WASHINGTON – President Donald Trump this weekend hailed the “unyielding and devout allegiance” of American prisoners of war, less than two years after he sparked a firestorm by questioning the heroism of Sen. John McCain, R-Arizona, a Vietnam War POW.
Trump the candidate drew criticism in July 2015 when he said of McCain’s war service, “I like people who weren’t captured.”
But on Friday Trump the president signed a proclamation declaring Sunday as National Former Prisoner of War Recognition Day, a day for “honoring the service and sacrifice of all our former prisoners of war and to express our nation’s eternal gratitude for their sacrifice.”
McCain – who responded to the 2015 swipe by saying Trump should apologize to all POWs and their families – did not respond to a request for comment Monday on the president’s apparent about-face.
In a statement Monday, the White House said simply that the POW proclamation “speaks for itself” and shows the president’s support for veterans.
Some veterans welcomed the proclamation and said it’s time to move past the rhetoric of the campaign, but others were not as ready to let it go.
Tucson resident Nate Terani, who spent nine years in the military between the Navy and the Air National Guard, said the presidential proclamation does not change the “abhorrent” comments Trump made about McCain, comments Terani called “hurtful, shameful and un-
Terani, a spokesman for Common Defense, a veterans’ progressive action group, said Trump’s comments showed that he “fundamentally does not grasp what military service requires.”
But Scottsdale resident Randy Deines welcomed the proclamation.
Deines, the commander of Veterans of Foreign Wars Post 3513, said he was bothered by Trump’s remarks toward McCain but that he is “a big Trump supporter” and was happy to see the president recognizing POWs.
The American Legion defended McCain and other POWs in 2015, saying “there can be no argument” that they are heroes. But it made no mention of the 2015 comments Monday when it issued a statement applauding the president’s proclamation.
James Carafano, vice president of foreign and domestic studies at the Heritage Foundation, said comments Trump made about McCain during the campaign are “largely irrelevant” to his behavior as president.
“It’s hard to think that somehow he doesn’t value the military, doesn’t value veterans, doesn’t value POWs,” Carafano said. “So if people want to obsess about campaign rhetoric, they can do that.”

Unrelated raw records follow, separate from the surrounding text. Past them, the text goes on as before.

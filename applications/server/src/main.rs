/// Libra - self-hosted media aggregation server
use clap::{Parser, Subcommand};
use libra_core::{CatalogStore, Version};
use libra_server::{
    logging, router, AppState, AuthService, ContentCache, Library, LoadOptions, ServerConfig,
};
use libra_sources::{Aggregator, SourceRegistry};
use libra_storage::SqlCatalog;
use std::{net::SocketAddr, path::PathBuf, sync::Arc};
use tokio_util::sync::CancellationToken;

#[derive(Parser)]
#[command(name = "libra")]
#[command(about = "Libra media aggregation server", long_about = None)]
struct Cli {
    /// Configuration file path
    #[arg(short, long, global = true)]
    config: Option<PathBuf>,

    /// Directory holding the config file; relative paths resolve against it
    #[arg(long, global = true, env = "LIBRA_DATA_DIR", default_value = ".")]
    data_dir: PathBuf,

    #[command(subcommand)]
    command: Commands,
}

#[derive(Subcommand)]
enum Commands {
    /// Start the HTTP server
    #[command(alias = "start")]
    Server {
        /// Override application.port
        #[arg(short, long)]
        port: Option<u16>,
    },
    /// Apply or revert database migrations
    Migrate {
        #[command(subcommand)]
        direction: Migration,
    },
    /// Print the version
    Version,
}

#[derive(Subcommand)]
enum Migration {
    /// Apply pending migrations
    Up {
        /// Number of migrations; -1 applies all
        #[arg(default_value_t = -1, allow_negative_numbers = true)]
        steps: i64,
    },
    /// Revert applied migrations
    Down {
        /// Number of migrations; -1 reverts all
        #[arg(default_value_t = -1, allow_negative_numbers = true)]
        steps: i64,
    },
}

#[tokio::main]
async fn main() -> anyhow::Result<()> {
    let cli = Cli::parse();
    let options = LoadOptions {
        config_file: cli.config,
        data_dir: cli.data_dir,
    };

    match cli.command {
        Commands::Server { port } => serve(&options, port).await,
        Commands::Migrate { direction } => migrate(&options, direction).await,
        Commands::Version => {
            println!("libra {}", Version::current());
            Ok(())
        }
    }
}

/// Load, override, validate, then start logging
fn load_config(options: &LoadOptions, port: Option<u16>) -> anyhow::Result<ServerConfig> {
    let mut config = ServerConfig::load(options)?;
    if let Some(port) = port {
        config.application.port = port;
    }
    config.validate()?;
    logging::init(&config.logs);
    Ok(config)
}

async fn serve(options: &LoadOptions, port: Option<u16>) -> anyhow::Result<()> {
    let config = load_config(options, port)?;
    tracing::info!("Starting Libra {}", Version::current());

    // Catalog
    let catalog: Arc<dyn CatalogStore> = Arc::new(SqlCatalog::connect(&config.database).await?);
    catalog.migrate_up(-1).await?;
    tracing::info!(engine = catalog.engine_name(), "Database ready");

    // Sources, in configured priority order
    let mut registry = SourceRegistry::with_builtin(config.source_settings()).await;
    let failures = registry.enable_all(&config.general.enabled_sources).await;
    if !failures.is_empty() && config.logs.all_errors_fatal {
        let reasons: Vec<String> = failures.iter().map(ToString::to_string).collect();
        anyhow::bail!("failed to enable sources: {}", reasons.join("; "));
    }
    tracing::info!(enabled = registry.len(), "Sources enabled");
    let aggregator = Arc::new(Aggregator::new(Arc::new(registry)));

    // Content cache
    let cache = Arc::new(
        ContentCache::new(
            config.storage.location.clone(),
            config.storage.size_limit,
            config.storage.minimum_age_threshold,
        )
        .with_error_warnings(config.logs.error_warnings),
    );
    cache.initialize().await?;
    if let Err(e) = cache.clean_overfilled_storage(catalog.as_ref()).await {
        tracing::warn!("Startup cache sweep failed: {}", e);
    }
    let shutdown = CancellationToken::new();
    let sweeper = Arc::clone(&cache).spawn_sweeper(
        Arc::clone(&catalog),
        config.storage.cleanup_interval,
        shutdown.clone(),
    );
    tracing::info!(root = %cache.root().display(), "Content cache initialized");

    // Auth
    let auth_service = Arc::new(AuthService::from_config(
        &config.auth.jwt,
        Arc::clone(&catalog),
    )?);
    tracing::info!(algorithm = ?auth_service.algorithm(), "Auth service initialized");

    let library = Arc::new(
        Library::new(Arc::clone(&catalog), aggregator, cache).with_limits(
            config.general.max_search_results,
            config.general.max_track_duration,
        ),
    );
    let config = Arc::new(config);
    let app = router(AppState::new(Arc::clone(&config), auth_service, library));

    let addr = SocketAddr::from(([0, 0, 0, 0], config.application.port));
    let listener = tokio::net::TcpListener::bind(addr).await?;
    tracing::info!("Server listening on {}", addr);

    axum::serve(listener, app)
        .with_graceful_shutdown(shutdown_signal(shutdown.clone()))
        .await?;

    shutdown.cancel();
    if let Err(e) = sweeper.await {
        tracing::warn!("Cache sweeper ended abnormally: {}", e);
    }
    catalog.close().await?;
    Ok(())
}

async fn shutdown_signal(shutdown: CancellationToken) {
    if let Err(e) = tokio::signal::ctrl_c().await {
        tracing::error!("Cannot listen for shutdown signal: {}", e);
    }
    tracing::info!("Shutting down");
    shutdown.cancel();
}

async fn migrate(options: &LoadOptions, direction: Migration) -> anyhow::Result<()> {
    let config = load_config(options, None)?;
    let catalog = SqlCatalog::connect(&config.database).await?;

    match direction {
        Migration::Up { steps } => catalog.migrate_up(steps).await?,
        Migration::Down { steps } => catalog.migrate_down(steps).await?,
    }

    catalog.close().await?;
    Ok(())
}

Carafano, a 25-year veteran of the Army, said he has not heard any concerns from veterans about whether or not Trump supported them. He said the president showed “serious commitment” to serving veterans, citing the time and effort Trump spent in selecting Veterans Affairs Secretary David Shulkin.
“If there’s concern out there, I haven’t seen it,” Carafano said.
Terani disagreed, saying that the veterans, military families and supporters who make up Common Defense were “taken aback by the appalling comments” Trump made on the campaign trail.
He said that if Trump really supported veterans, he would not be targeting programs that many rely on, like Meals on Wheels, in his proposed budget.
“His words simply are not enough,” Terani said.
But one political analyst said he did not expect Trump’s apparent turnabout with the proclamation to have any more of an impact on him this his original comments did.
“If hypocrisy was Donald Trump’s kryptonite, he wouldn’t have been elected president of the United States,” said Nathan Gonzales, editor of political analysis website Inside Elections, in an email.